*Aim of the exercise*:
Once you find the line with "pub enum ObjectFormat" in the entries below, return exactly every line from it through the line with "explicit object-format component.".

[Entries taken from a collection]

//! Operating system, environment, and object format triple components.

use serde::{Deserialize, Serialize};

/// Operating system family, matched by prefix from the OS component.
#[derive(Debug, Clone, Copy, PartialEq, Eq, Hash, Serialize, Deserialize)]
#[serde(rename_all = "snake_case")]
pub enum OsKind {
    Aix,
    Cuda,
    Darwin,
    Dragonfly,
    Emscripten,
    FreeBsd,
    Fuchsia,
    Haiku,
    Ios,
    Linux,
    MacOsx,
    NetBsd,
    OpenBsd,
    Solaris,
    TvOs,
    Wasi,
    WatchOs,
    Windows,
}

impl OsKind {
    /// Canonical prefix used when the triple is formatted.
    #[must_use]
    pub fn canonical_prefix(self) -> &'static str {
        match self {
            Self::Aix => "aix",
            Self::Cuda => "cuda",
            Self::Darwin => "darwin",
            Self::Dragonfly => "dragonfly",
            Self::Emscripten => "emscripten",
            Self::FreeBsd => "freebsd",
            Self::Fuchsia => "fuchsia",
            Self::Haiku => "haiku",
            Self::Ios => "ios",
            Self::Linux => "linux",
            Self::MacOsx => "macosx",
            Self::NetBsd => "netbsd",
            Self::OpenBsd => "openbsd",
            Self::Solaris => "solaris",
            Self::TvOs => "tvos",
            Self::Wasi => "wasi",
            Self::WatchOs => "watchos",
            Self::Windows => "windows",
        }
    }

    /// Whether this OS belongs to the Darwin family.
    #[must_use]
    pub fn is_darwin_family(self) -> bool {
        matches!(
            self,
            Self::Darwin | Self::MacOsx | Self::Ios | Self::TvOs | Self::WatchOs
        )
    }
}

/// OS component: the recognized family plus whatever followed the prefix
/// (a version like `22.04`, a WASI revision like `p1`, or nothing).
///
/// Keeping the raw remainder means formatting reproduces the input exactly
/// (`wasip1` stays `wasip1`, `macosx14.0` stays `macosx14.0`).
#[derive(Debug, Clone, PartialEq, Eq, Hash, Serialize, Deserialize)]
pub struct Os {
    pub kind: OsKind,
    pub rest: String,
}

/// Version number parsed out of an OS component (`major.minor.micro`).
#[derive(Debug, Clone, Copy, PartialEq, Eq, Hash, Default)]
pub struct OsVersion {
    pub major: u32,
    pub minor: u32,
    pub micro: u32,
}

impl Os {
    /// Match a triple component against the OS prefix table.
    #[must_use]
    pub fn parse(component: &str) -> Option<Self> {
        // Longer aliases first so `macosx` is not consumed as `macos` + `x`.
        const PREFIXES: [(&str, OsKind); 21] = [
            ("macosx", OsKind::MacOsx),
            ("macos", OsKind::MacOsx),
            ("osx", OsKind::MacOsx),
            ("darwin", OsKind::Darwin),
            ("ios", OsKind::Ios),
            ("tvos", OsKind::TvOs),
            ("watchos", OsKind::WatchOs),
            ("linux", OsKind::Linux),
            ("wasi", OsKind::Wasi),
            ("windows", OsKind::Windows),
            ("win32", OsKind::Windows),
            ("freebsd", OsKind::FreeBsd),
            ("openbsd", OsKind::OpenBsd),
            ("netbsd", OsKind::NetBsd),
            ("dragonfly", OsKind::Dragonfly),
            ("solaris", OsKind::Solaris),
            ("haiku", OsKind::Haiku),
            ("fuchsia", OsKind::Fuchsia),
            ("aix", OsKind::Aix),
            ("cuda", OsKind::Cuda),
            ("emscripten", OsKind::Emscripten),
        ];
        for (prefix, kind) in PREFIXES {
            if let Some(rest) = component.strip_prefix(prefix) {
                return Some(Self {
                    kind,
                    rest: rest.to_string(),
                });
            }
        }
        None
    }

    /// The canonical component string (`linux`, `wasip1`, `macosx14.0`).
    #[must_use]
    pub fn component(&self) -> String {
        format!("{}{}", self.kind.canonical_prefix(), self.rest)
    }

    /// Parse `major[.minor[.micro]]` out of the post-prefix remainder.
    ///
    /// Returns `None` when the remainder does not start with a digit.
    #[must_use]
    pub fn version(&self) -> Option<OsVersion> {
        let rest = self.rest.as_str();
        if !rest.starts_with(|c: char| c.is_ascii_digit()) {
            return None;
        }
        let mut parts = rest.splitn(3, '.');
        let major = parts.next()?.parse().ok()?;
        let minor = parts
            .next()
            .map(|p| p.parse().ok())
            .unwrap_or(Some(0))?;
        let micro = parts
            .next()
            .map(|p| p.parse().ok())
            .unwrap_or(Some(0))?;
        Some(OsVersion {
            major,
            minor,
            micro,
        })
    }
}

/// Environment / ABI component.
#[derive(Debug, Clone, Copy, PartialEq, Eq, Hash, Serialize, Deserialize)]
#[serde(rename_all = "snake_case")]
pub enum EnvironmentKind {
    Android,
    Cygnus,
    Eabi,
    Eabihf,
    Gnu,
    GnuAbi64,
    GnuEabi,
    GnuEabihf,
    GnuX32,
    Macabi,
    Msvc,
    Musl,
    MuslEabi,
    MuslEabihf,
    Simulator,
    Threads,
}

impl EnvironmentKind {
    /// Canonical prefix used when the triple is formatted.
    #[must_use]
    pub fn canonical_prefix(self) -> &'static str {
        match self {
            Self::Android => "android",
            Self::Cygnus => "cygnus",
            Self::Eabi => "eabi",
            Self::Eabihf => "eabihf",
            Self::Gnu => "gnu",
            Self::GnuAbi64 => "gnuabi64",
            Self::GnuEabi => "gnueabi",
            Self::GnuEabihf => "gnueabihf",
            Self::GnuX32 => "gnux32",
            Self::Macabi => "macabi",
            Self::Msvc => "msvc",
            Self::Musl => "musl",
            Self::MuslEabi => "musleabi",
            Self::MuslEabihf => "musleabihf",
            Self::Simulator => "simulator",
            Self::Threads => "threads",
        }
    }
}

/// Environment component, with the raw remainder retained for round-trips
/// (`android21` keeps its API level).
#[derive(Debug, Clone, PartialEq, Eq, Hash, Serialize, Deserialize)]
pub struct Environment {
    pub kind: EnvironmentKind,
    pub rest: String,
}

impl Environment {
    /// Match a triple component against the environment prefix table.
    #[must_use]
    pub fn parse(component: &str) -> Option<Self> {
        const PREFIXES: [(&str, EnvironmentKind); 16] = [
            ("gnueabihf", EnvironmentKind::GnuEabihf),
            ("gnueabi", EnvironmentKind::GnuEabi),
            ("gnuabi64", EnvironmentKind::GnuAbi64),
            ("gnux32", EnvironmentKind::GnuX32),
            ("gnu", EnvironmentKind::Gnu),
            ("musleabihf", EnvironmentKind::MuslEabihf),
            ("musleabi", EnvironmentKind::MuslEabi),
            ("musl", EnvironmentKind::Musl),
            ("eabihf", EnvironmentKind::Eabihf),
            ("eabi", EnvironmentKind::Eabi),
            ("android", EnvironmentKind::Android),
            ("msvc", EnvironmentKind::Msvc),
            ("cygnus", EnvironmentKind::Cygnus),
            ("macabi", EnvironmentKind::Macabi),
            ("simulator", EnvironmentKind::Simulator),
            ("threads", EnvironmentKind::Threads),
        ];
        for (prefix, kind) in PREFIXES {
            if let Some(rest) = component.strip_prefix(prefix) {
                return Some(Self {
                    kind,
                    rest: rest.to_string(),
                });
            }
        }
        None
    }

    /// The canonical component string.
    #[must_use]
    pub fn component(&self) -> String {
        format!("{}{}", self.kind.canonical_prefix(), self.rest)
    }
}

/// Binary object format, either parsed from the last triple component or
/// inferred from the OS and architecture.
#[derive(Debug, Clone, Copy, PartialEq, Eq, Hash, Serialize, Deserialize)]
#[serde(rename_all = "snake_case")]
pub enum ObjectFormat {
    Coff,
    Elf,
    MachO,
    Wasm,
    XCoff,
}

impl ObjectFormat {
    /// Canonical spelling used when the triple is formatted.
    #[must_use]
    pub fn as_str(self) -> &'static str {
        match self {
            Self::Coff => "coff",
            Self::Elf => "elf",
            Self::MachO => "macho",
            Self::Wasm => "wasm",
            Self::XCoff => "xcoff",
        }
    }

    /// Match an explicit object-format component.
    #[must_use]
    pub fn parse(component: &str) -> Option<Self> {
        match component {
            "coff" => Some(Self::Coff),
            "elf" => Some(Self::Elf),
            "macho" => Some(Self::MachO),
            "wasm" => Some(Self::Wasm),
            "xcoff" => Some(Self::XCoff),
            _ => None,
        }
    }
}

#[cfg(test)]
mod tests {
    use super::*;

    #[test]
    fn os_prefix_matching() {
        let os = Os::parse("linux").unwrap();
        assert_eq!(os.kind, OsKind::Linux);
        assert_eq!(os.rest, "");

        let os = Os::parse("wasip1").unwrap();
        assert_eq!(os.kind, OsKind::Wasi);
        assert_eq!(os.component(), "wasip1");

        assert!(Os::parse("plan9").is_none());
    }

    #[test]
    fn win32_normalizes_to_windows() {
        let os = Os::parse("win32").unwrap();
        assert_eq!(os.kind, OsKind::Windows);
        assert_eq!(os.component(), "windows");
    }

    #[test]
    fn os_version_parsing() {
        let os = Os::parse("macosx14.2.1").unwrap();
        assert_eq!(
            os.version(),
            Some(OsVersion {
                major: 14,
                minor: 2,
                micro: 1
            })
        );

        let os = Os::parse("linux").unwrap();
        assert_eq!(os.version(), None);

        let os = Os::parse("freebsd14.3").unwrap();
        assert_eq!(
            os.version(),
            Some(OsVersion {
                major: 14,
                minor: 3,
                micro: 0
            })
        );
    }

    #[test]
    fn environment_longest_prefix_wins() {
        assert_eq!(
            Environment::parse("gnueabihf").unwrap().kind,
            EnvironmentKind::GnuEabihf
        );
        assert_eq!(
            Environment::parse("gnu").unwrap().kind,
            EnvironmentKind::Gnu
        );
        let android = Environment::parse("android21").unwrap();
        assert_eq!(android.kind, EnvironmentKind::Android);
        assert_eq!(android.component(), "android21");
    }
}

*Solution to this exercise*:
pub enum ObjectFormat {
    Coff,
    Elf,
    MachO,
    Wasm,
    XCoff,
}

impl ObjectFormat {
    /// Canonical spelling used when the triple is formatted.
    #[must_use]
    pub fn as_str(self) -> &'static str {
        match self {
            Self::Coff => "coff",
            Self::Elf => "elf",
            Self::MachO => "macho",
            Self::Wasm => "wasm",
            Self::XCoff => "xcoff",
        }
    }

    /// Match an explicit object-format component.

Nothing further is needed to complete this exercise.